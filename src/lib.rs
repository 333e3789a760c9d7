//! Typer Admin - 打字游戏管理后台（终端版）
//!
//! 模块划分：
//! - **api**: REST 客户端抽象与实现（reqwest / Mock）
//! - **config**: 应用配置加载（TOML + 环境变量）
//! - **core**: 错误、状态投影与命令控制循环
//! - **session**: 会话与令牌持久化
//! - **store**: 会话/集合状态容器（主题、关卡、短语缓存与 CRUD）
//! - **ui**: Ratatui TUI 界面

pub mod api;
pub mod config;
pub mod core;
pub mod session;
pub mod store;
pub mod ui;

★ ★ ★ ★ ★ ★ ★

■ **Exercise instructions**: Make an exact copy of all the entries above.

■ **Output**:
filename src/lib.rs
repository 333e3789a760c9d7
//! Typer Admin - 打字游戏管理后台（终端版）
//!
//! 模块划分：
//! - **api**: REST 客户端抽象与实现（reqwest / Mock）
//! - **config**: 应用配置加载（TOML + 环境变量）
//! - **core**: 错误、状态投影与命令控制循环
//! - **session**: 会话与令牌持久化
//! - **store**: 会话/集合状态容器（主题、关卡、短语缓存与 CRUD）
//! - **ui**: Ratatui TUI 界面

pub mod api;
pub mod config;
pub mod core;
pub mod session;
pub mod store;
pub mod ui;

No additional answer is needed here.